15. A method for shifting a refined microstructure of a metallic material, comprising: solidifying a molten metallic material at temperatures lower than a liquidus of the molten metallic material; and vibrating the solidifying molten metallic material by applying an alternating electric current and a magnetic field simultaneously at a current value and a Tesla value configured to crush solid crystal particles of the solidifying metallic material into small pieces; and shifting the small pieces to a periphery of a cylindrical tube or container with said alternating current and said magnetic field set at a current value and a Tesla value configured to concentrate said refined microstructure of the metallic material in the periphery of the cylindrical tube or container.

16-17. (canceled)

18. The method of claim 15, wherein the applying further comprises applying the electric current and the magnetic field during last stages of solidifying of the solidifying metallic material.

19. (canceled)

20. The method of claim 15, wherein the magnetic field is generated with an electromagnetic coil enveloping the metallic material.

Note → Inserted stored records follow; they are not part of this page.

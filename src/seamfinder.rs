// This Source Code Form is subject to the terms of the Mozilla Public
// License, v. 2.0. If a copy of the MPL was not distributed with this
// file, You can obtain one at http://mozilla.org/MPL/2.0/.

//! Tracing the cheapest seam out of a cost table.

use crate::cost::CostTable;
use std::ops::Deref;

/// One column index per row, top to bottom.  Adjacent rows never differ
/// by more than one column.
#[derive(Debug, Clone, PartialEq, Eq)]
pub struct Seam(Vec<u32>);

impl Seam {
    pub fn columns(&self) -> &[u32] {
        &self.0
    }

    /// True if every step between rows moves at most one column.
    pub fn is_connected(&self) -> bool {
        self.0.windows(2).all(|w| w[0].abs_diff(w[1]) <= 1)
    }
}

impl Deref for Seam {
    type Target = [u32];

    fn deref(&self) -> &[u32] {
        &self.0
    }
}

impl From<Vec<u32>> for Seam {
    fn from(columns: Vec<u32>) -> Self {
        Seam(columns)
    }
}

/// This trait defines how we will get seams out of whatever holds the
/// carve's state.  It's a primitive interface, just enough to make
/// room for more than one way of keeping costs.
pub trait SeamFinder {
    /// Request the cheapest top-to-bottom seam.
    fn find_vertical_seam(&self) -> Seam;
}

impl SeamFinder for CostTable {
    fn find_vertical_seam(&self) -> Seam {
        trace_minimal_seam(self)
    }
}

/// Find the globally cheapest seam.
///
/// The bottom row's minimum starts the seam, leftmost on a tie.  Each
/// step up prefers straight up, then up-left, then up-right: a
/// candidate only displaces the current best if it is strictly
/// cheaper.
pub fn trace_minimal_seam(cost: &CostTable) -> Seam {
    let (width, height) = (cost.width(), cost.height());
    let bottom = height - 1;

    let mut seam_col = 0;
    let mut least = cost[(0, bottom)];
    for x in 1..width {
        if cost[(x, bottom)] < least {
            least = cost[(x, bottom)];
            seam_col = x;
        }
    }

    let mut columns = vec![0; height as usize];
    columns[bottom as usize] = seam_col;

    for y in (0..bottom).rev() {
        let straight = seam_col;
        let mut least = cost[(straight, y)];
        if straight > 0 && cost[(straight - 1, y)] < least {
            least = cost[(straight - 1, y)];
            seam_col = straight - 1;
        }
        if straight + 1 < width && cost[(straight + 1, y)] < least {
            seam_col = straight + 1;
        }
        columns[y as usize] = seam_col;
    }

    Seam(columns)
}
// This Source Code Form is subject to the terms of the Mozilla Public
// License, v. 2.0. If a copy of the MPL was not distributed with this
// file, You can obtain one at http://mozilla.org/MPL/2.0/.

//! Seamcarve - The main function
//!
//! The main seamcarver routine.  The image is copied once into a
//! working buffer; the energy field and cost table are computed once
//! alongside it, and from then on every removal patches all three in
//! place instead of starting over.

use crate::cost::{CostTable, CostTableStrategy};
use crate::energy::EnergyField;
use crate::error::{CarveError, Result};
use crate::seamfinder::{Seam, SeamFinder};
use crate::twodmap::TwoDimensionalMap;
use image::{GenericImageView, ImageBuffer, Pixel, Primitive};
use tracing::{debug, trace};

/// An in-progress carve: the working pixels plus the energy field and
/// cost table that describe them.  All three share the same live width.
#[derive(Debug, Clone)]
pub struct Carving<P: Pixel> {
    pixels: TwoDimensionalMap<P>,
    energy: EnergyField,
    cost: CostTable,
    strategy: CostTableStrategy,
}

impl<P: Pixel> Carving<P> {
    /// Copy `image` into a working buffer and compute its energy field
    /// and cost table.
    pub fn new<I>(image: &I, strategy: CostTableStrategy) -> Result<Self>
    where
        I: GenericImageView<Pixel = P>,
    {
        let (width, height) = image.dimensions();
        if width == 0 || height == 0 {
            return Err(CarveError::DegenerateImage { width, height });
        }

        let pixels = TwoDimensionalMap::from_fn(width, height, |x, y| image.get_pixel(x, y));
        let energy = EnergyField::compute(&pixels);
        let cost = CostTable::build(&energy);
        Ok(Carving {
            pixels,
            energy,
            cost,
            strategy,
        })
    }

    /// The live width.
    pub fn width(&self) -> u32 {
        self.pixels.width()
    }

    pub fn height(&self) -> u32 {
        self.pixels.height()
    }

    pub fn pixels(&self) -> &TwoDimensionalMap<P> {
        &self.pixels
    }

    pub fn energy(&self) -> &EnergyField {
        &self.energy
    }

    pub fn cost(&self) -> &CostTable {
        &self.cost
    }

    /// The cheapest seam through the current state.
    pub fn next_seam(&self) -> Seam {
        self.cost.find_vertical_seam()
    }

    /// Remove `seam` from the pixels, shifting everything to its right
    /// one column left, then patch the energy field and cost table.
    ///
    /// Energy is refreshed at the seam column and its left neighbor in
    /// every row, and only after every row has been shifted, since each
    /// refresh reads the rows above and below.
    ///
    /// A carving is never narrowed below one column; asking for that
    /// leaves it untouched and fails with `InvalidSeamCount`.
    pub fn remove_seam(&mut self, seam: &Seam) -> Result<()> {
        let width = self.width();
        if width <= 1 {
            return Err(CarveError::InvalidSeamCount { seams: 1, width });
        }
        debug_assert_eq!(seam.len(), self.height() as usize);
        debug_assert!(seam.is_connected());

        self.pixels.remove_seam(seam);
        self.energy.remove_seam(seam);

        let width = self.pixels.width();
        for (y, &x) in (0..).zip(seam.iter()) {
            if x < width {
                self.energy.refresh(&self.pixels, x, y);
            }
            if x > 0 {
                self.energy.refresh(&self.pixels, x - 1, y);
            }
        }

        self.strategy.refresh(&mut self.cost, &self.energy, seam);
        Ok(())
    }

    /// Materialize the live region as a fresh image.
    pub fn into_image(self) -> ImageBuffer<P, Vec<P::Subpixel>> {
        let (width, height) = self.pixels.dimensions();
        ImageBuffer::from_fn(width, height, |x, y| self.pixels[(x, y)])
    }
}

fn validate(width: u32, height: u32, seams: u32) -> Result<()> {
    if width == 0 || height == 0 {
        return Err(CarveError::DegenerateImage { width, height });
    }
    if seams >= width {
        return Err(CarveError::InvalidSeamCount { seams, width });
    }
    Ok(())
}

/// A struct for holding the image to be carved, and how to carve it.
pub struct SeamCarver<'a, I: GenericImageView> {
    image: &'a I,
    strategy: CostTableStrategy,
}

impl<'a, I, P, S> SeamCarver<'a, I>
where
    I: GenericImageView<Pixel = P>,
    P: Pixel<Subpixel = S> + 'static,
    S: Primitive + 'static,
{
    /// Creates a new SeamCarver with an image to be carved.
    pub fn new(image: &'a I) -> Self {
        Self {
            image,
            strategy: CostTableStrategy::default(),
        }
    }

    /// Choose how the cost table is kept current between removals.
    pub fn strategy(mut self, strategy: CostTableStrategy) -> Self {
        self.strategy = strategy;
        self
    }

    /// Remove `seams` vertical seams, returning an image that many
    /// columns narrower.  The source image is never modified.
    pub fn carve(&self, seams: u32) -> Result<ImageBuffer<P, Vec<S>>> {
        let (width, height) = self.image.dimensions();
        validate(width, height, seams)?;
        debug!(width, height, seams, strategy = %self.strategy, "carving");

        let mut carving = Carving::new(self.image, self.strategy)?;
        for n in 0..seams {
            let seam = carving.next_seam();
            trace!(seam = n, top = ?seam.first(), bottom = ?seam.last(), "removing seam");
            carving.remove_seam(&seam)?;
        }

        debug!(width = carving.width(), height = carving.height(), "carved");
        Ok(carving.into_image())
    }
}

/// Narrow `image` by `seams` columns using the default strategy.
pub fn remove_vertical_seams<I, P, S>(image: &I, seams: u32) -> Result<ImageBuffer<P, Vec<S>>>
where
    I: GenericImageView<Pixel = P>,
    P: Pixel<Subpixel = S> + 'static,
    S: Primitive + 'static,
{
    SeamCarver::new(image).carve(seams)
}

#[cfg(test)]
mod tests {
    use super::*;
    use image::{GrayImage, Luma};

    const IMAGE_DATA: [u8; 20] = [9, 9, 0, 9, 9, 9, 1, 9, 8, 9, 9, 9, 9, 9, 0, 9, 9, 9, 0, 9];

    fn sample() -> GrayImage {
        GrayImage::from_raw(5, 4, IMAGE_DATA.to_vec()).unwrap()
    }

    fn assert_same_tables(a: &Carving<Luma<u8>>, b: &Carving<Luma<u8>>) {
        assert_eq!(a.width(), b.width());
        for y in 0..a.height() {
            assert_eq!(a.pixels().row(y), b.pixels().row(y), "pixels, row {}", y);
            assert_eq!(a.energy().row(y), b.energy().row(y), "energy, row {}", y);
            assert_eq!(a.cost().row(y), b.cost().row(y), "cost, row {}", y);
        }
    }

    #[test]
    fn validation_rejects_bad_counts_and_shapes() {
        assert_eq!(validate(5, 4, 4), Ok(()));
        assert_eq!(
            validate(5, 4, 5),
            Err(CarveError::InvalidSeamCount { seams: 5, width: 5 })
        );
        assert_eq!(
            validate(0, 4, 0),
            Err(CarveError::DegenerateImage { width: 0, height: 4 })
        );
        assert_eq!(
            validate(4, 0, 0),
            Err(CarveError::DegenerateImage { width: 4, height: 0 })
        );
    }

    #[test]
    fn removal_shifts_pixels_over_the_seam() {
        let mut carving = Carving::new(&sample(), CostTableStrategy::default()).unwrap();
        carving.remove_seam(&Seam::from(vec![2, 3, 4, 3])).unwrap();
        assert_eq!(carving.width(), 4);
        assert_eq!(carving.pixels().row(0), &[Luma([9]), Luma([9]), Luma([9]), Luma([9])]);
        assert_eq!(carving.pixels().row(1), &[Luma([9]), Luma([1]), Luma([9]), Luma([9])]);
        assert_eq!(carving.pixels().row(2), &[Luma([9]), Luma([9]), Luma([9]), Luma([9])]);
        assert_eq!(carving.pixels().row(3), &[Luma([9]), Luma([9]), Luma([9]), Luma([9])]);
    }

    #[test]
    fn patched_energy_matches_at_the_seam() {
        let mut carving = Carving::new(&sample(), CostTableStrategy::default()).unwrap();
        let seam = carving.next_seam();
        carving.remove_seam(&seam).unwrap();
        let fresh = EnergyField::compute(carving.pixels());
        let width = carving.width();
        for (y, &x) in (0..).zip(seam.iter()) {
            if x < width {
                assert_eq!(carving.energy()[(x, y)], fresh[(x, y)]);
            }
            if x > 0 {
                assert_eq!(carving.energy()[(x - 1, y)], fresh[(x - 1, y)]);
            }
        }
    }

    // Hand-picked seams hugging each border, where the band clamps.
    #[test]
    fn band_update_matches_rebuild_at_the_edges() {
        for seam in [vec![0, 0, 1, 0], vec![4, 4, 3, 4], vec![0, 1, 2, 3], vec![4, 3, 2, 1]] {
            let image = sample();
            let mut band = Carving::new(&image, CostTableStrategy::IncrementalBand).unwrap();
            let mut full = Carving::new(&image, CostTableStrategy::FullRebuild).unwrap();
            let seam = Seam::from(seam);
            band.remove_seam(&seam).unwrap();
            full.remove_seam(&seam).unwrap();
            assert_same_tables(&band, &full);
        }
    }

    #[test]
    fn band_update_matches_rebuild_down_to_one_column() {
        let image = sample();
        let mut band = Carving::new(&image, CostTableStrategy::IncrementalBand).unwrap();
        let mut full = Carving::new(&image, CostTableStrategy::FullRebuild).unwrap();
        while band.width() > 1 {
            let seam = band.next_seam();
            assert_eq!(seam, full.next_seam());
            band.remove_seam(&seam).unwrap();
            full.remove_seam(&seam).unwrap();
            assert_same_tables(&band, &full);
        }
    }

    #[test]
    fn removing_the_last_column_is_rejected() {
        for strategy in [CostTableStrategy::IncrementalBand, CostTableStrategy::FullRebuild] {
            let image = GrayImage::from_raw(1, 3, vec![10, 20, 30]).unwrap();
            let mut carving = Carving::new(&image, strategy).unwrap();
            let seam = carving.next_seam();
            assert_eq!(seam.columns(), &[0, 0, 0]);
            assert_eq!(
                carving.remove_seam(&seam),
                Err(CarveError::InvalidSeamCount { seams: 1, width: 1 })
            );
            assert_eq!(carving.width(), 1);
            assert_eq!(carving.cost().width(), 1);
            assert_eq!(carving.into_image(), image);
        }
    }

    #[test]
    fn zero_seams_is_a_copy() {
        let image = sample();
        assert_eq!(remove_vertical_seams(&image, 0).unwrap(), image);
    }
}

21. The method of claim 15, wherein said current value and said Tesla value configured to crush solid crystal particles comprises: a current value less than a current value used to melt said metallic material.

22. The method of claim 15, wherein said current value and said Tesla value configured to concentrate said refined microstructure comprises: a Tesla value of 1.4 Tesla.

23. The method of claim 15, wherein said metallic material is Al--Si alloy and said small pieces have a crystal grain diameter between 0.5 and 3 .mu.m.

24. The method of claim 15, wherein said metallic material is Al--Si alloy with silicon carbide particles dispersed therein and said small pieces comprise small silicon carbide particles having a crystal grain diameter between 0.1 and 2 .mu.m.

25. The method of claim 15, further comprising: concentrating said metallic material in an end portion of said metallic material by moving the metallic material within the magnetic field.